(Required action) Exactly the lines from the top of the records below through the one containing "mod prompt;" must be set down, with no line added or dropped.

[Collection entries]
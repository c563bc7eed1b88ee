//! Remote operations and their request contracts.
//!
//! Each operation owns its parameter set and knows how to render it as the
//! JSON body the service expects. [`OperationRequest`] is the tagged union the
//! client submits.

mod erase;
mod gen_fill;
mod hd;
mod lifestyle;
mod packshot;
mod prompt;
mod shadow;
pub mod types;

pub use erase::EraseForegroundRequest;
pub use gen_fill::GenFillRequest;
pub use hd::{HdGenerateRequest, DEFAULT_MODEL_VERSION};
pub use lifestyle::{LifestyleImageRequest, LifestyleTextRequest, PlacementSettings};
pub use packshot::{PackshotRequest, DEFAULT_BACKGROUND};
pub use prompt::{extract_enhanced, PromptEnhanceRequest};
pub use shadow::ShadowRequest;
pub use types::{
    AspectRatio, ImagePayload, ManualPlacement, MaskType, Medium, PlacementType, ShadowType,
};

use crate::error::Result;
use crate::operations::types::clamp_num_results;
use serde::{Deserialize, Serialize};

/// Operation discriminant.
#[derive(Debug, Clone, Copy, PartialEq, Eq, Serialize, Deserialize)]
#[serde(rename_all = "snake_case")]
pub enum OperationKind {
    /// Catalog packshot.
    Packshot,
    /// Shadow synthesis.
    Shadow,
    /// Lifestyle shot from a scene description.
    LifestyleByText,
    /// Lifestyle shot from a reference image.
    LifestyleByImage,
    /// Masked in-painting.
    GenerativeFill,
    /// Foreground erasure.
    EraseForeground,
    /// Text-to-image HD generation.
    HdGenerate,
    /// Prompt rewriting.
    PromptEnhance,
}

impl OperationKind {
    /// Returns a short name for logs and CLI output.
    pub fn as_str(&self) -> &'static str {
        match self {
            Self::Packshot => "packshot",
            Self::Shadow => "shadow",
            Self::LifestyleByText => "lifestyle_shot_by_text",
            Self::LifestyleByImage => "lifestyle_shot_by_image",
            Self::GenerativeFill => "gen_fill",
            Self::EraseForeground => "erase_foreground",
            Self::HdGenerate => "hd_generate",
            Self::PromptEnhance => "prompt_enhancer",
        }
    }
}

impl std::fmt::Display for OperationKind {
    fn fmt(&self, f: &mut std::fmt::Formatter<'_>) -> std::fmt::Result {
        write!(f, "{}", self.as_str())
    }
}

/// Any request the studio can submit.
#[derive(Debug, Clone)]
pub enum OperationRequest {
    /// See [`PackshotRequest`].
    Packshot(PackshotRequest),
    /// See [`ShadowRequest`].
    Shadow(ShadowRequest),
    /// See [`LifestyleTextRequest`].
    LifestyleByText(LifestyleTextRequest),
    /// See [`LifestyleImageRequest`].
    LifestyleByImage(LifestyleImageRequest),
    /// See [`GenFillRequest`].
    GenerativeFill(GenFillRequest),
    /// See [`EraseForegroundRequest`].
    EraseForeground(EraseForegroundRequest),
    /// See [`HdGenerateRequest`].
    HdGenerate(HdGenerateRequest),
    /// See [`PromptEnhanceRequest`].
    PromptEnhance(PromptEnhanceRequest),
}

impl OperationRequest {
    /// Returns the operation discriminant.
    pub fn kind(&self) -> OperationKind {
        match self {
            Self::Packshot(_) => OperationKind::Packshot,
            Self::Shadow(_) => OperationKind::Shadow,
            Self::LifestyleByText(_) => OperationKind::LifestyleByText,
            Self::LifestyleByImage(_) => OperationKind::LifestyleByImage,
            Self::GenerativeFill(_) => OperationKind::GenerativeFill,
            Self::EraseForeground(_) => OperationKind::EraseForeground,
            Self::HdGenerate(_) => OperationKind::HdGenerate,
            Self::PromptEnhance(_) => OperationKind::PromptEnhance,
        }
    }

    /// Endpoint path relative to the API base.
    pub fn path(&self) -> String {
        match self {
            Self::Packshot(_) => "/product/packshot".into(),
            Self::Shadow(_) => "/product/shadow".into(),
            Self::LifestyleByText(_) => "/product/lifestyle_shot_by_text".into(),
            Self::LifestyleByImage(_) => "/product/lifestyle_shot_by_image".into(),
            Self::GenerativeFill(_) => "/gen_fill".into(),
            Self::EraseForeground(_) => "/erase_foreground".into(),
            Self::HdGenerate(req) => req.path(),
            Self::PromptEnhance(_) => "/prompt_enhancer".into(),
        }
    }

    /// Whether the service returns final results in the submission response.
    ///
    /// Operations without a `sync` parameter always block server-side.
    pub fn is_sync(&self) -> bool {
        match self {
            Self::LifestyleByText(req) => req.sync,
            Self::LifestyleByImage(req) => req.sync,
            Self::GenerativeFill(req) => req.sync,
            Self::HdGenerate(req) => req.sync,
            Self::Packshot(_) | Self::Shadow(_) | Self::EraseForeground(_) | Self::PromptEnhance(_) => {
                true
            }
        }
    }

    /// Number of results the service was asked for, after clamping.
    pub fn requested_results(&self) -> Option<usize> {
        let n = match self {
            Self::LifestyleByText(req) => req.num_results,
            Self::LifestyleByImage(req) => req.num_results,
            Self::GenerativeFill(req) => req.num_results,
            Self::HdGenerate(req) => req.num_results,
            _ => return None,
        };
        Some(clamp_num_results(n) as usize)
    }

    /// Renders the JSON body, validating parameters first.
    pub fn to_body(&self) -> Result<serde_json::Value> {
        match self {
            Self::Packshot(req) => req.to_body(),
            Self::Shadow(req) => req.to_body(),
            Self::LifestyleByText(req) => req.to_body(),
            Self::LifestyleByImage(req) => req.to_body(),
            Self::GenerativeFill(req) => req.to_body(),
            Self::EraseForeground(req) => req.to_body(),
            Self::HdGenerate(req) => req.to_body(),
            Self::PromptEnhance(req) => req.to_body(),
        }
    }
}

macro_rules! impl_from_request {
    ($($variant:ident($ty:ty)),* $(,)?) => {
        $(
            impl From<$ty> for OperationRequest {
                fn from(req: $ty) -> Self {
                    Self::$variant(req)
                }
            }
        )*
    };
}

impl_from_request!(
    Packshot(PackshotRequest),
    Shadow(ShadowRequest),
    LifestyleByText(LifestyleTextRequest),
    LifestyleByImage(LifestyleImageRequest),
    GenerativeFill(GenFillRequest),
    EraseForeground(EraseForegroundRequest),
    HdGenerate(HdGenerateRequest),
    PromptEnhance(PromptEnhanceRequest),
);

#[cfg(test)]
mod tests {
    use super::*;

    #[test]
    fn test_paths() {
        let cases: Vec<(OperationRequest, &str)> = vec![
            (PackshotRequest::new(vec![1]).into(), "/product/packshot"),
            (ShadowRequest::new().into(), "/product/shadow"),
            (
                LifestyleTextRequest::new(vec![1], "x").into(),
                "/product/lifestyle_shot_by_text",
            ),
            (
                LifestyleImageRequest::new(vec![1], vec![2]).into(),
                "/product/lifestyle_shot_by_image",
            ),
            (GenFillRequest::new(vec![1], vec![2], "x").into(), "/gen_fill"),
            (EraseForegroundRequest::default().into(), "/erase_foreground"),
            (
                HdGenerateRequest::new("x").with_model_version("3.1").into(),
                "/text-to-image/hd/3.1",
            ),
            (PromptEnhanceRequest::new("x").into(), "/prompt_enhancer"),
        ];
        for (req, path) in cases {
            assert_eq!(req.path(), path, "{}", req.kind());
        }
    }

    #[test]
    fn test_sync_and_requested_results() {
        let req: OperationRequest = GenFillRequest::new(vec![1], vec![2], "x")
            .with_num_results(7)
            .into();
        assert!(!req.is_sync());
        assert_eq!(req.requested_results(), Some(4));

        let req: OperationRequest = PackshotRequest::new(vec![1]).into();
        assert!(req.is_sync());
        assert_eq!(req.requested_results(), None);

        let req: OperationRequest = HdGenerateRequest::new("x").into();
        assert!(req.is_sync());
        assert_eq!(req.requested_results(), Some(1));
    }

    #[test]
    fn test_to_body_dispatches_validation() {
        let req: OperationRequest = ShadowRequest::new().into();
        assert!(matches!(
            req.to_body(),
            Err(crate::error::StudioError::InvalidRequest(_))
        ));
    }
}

(Response for this exercise)
repository c563bc7eed1b88ee
//! Remote operations and their request contracts.
//!
//! Each operation owns its parameter set and knows how to render it as the
//! JSON body the service expects. [`OperationRequest`] is the tagged union the
//! client submits.

mod erase;
mod gen_fill;
mod hd;
mod lifestyle;
mod packshot;
mod prompt;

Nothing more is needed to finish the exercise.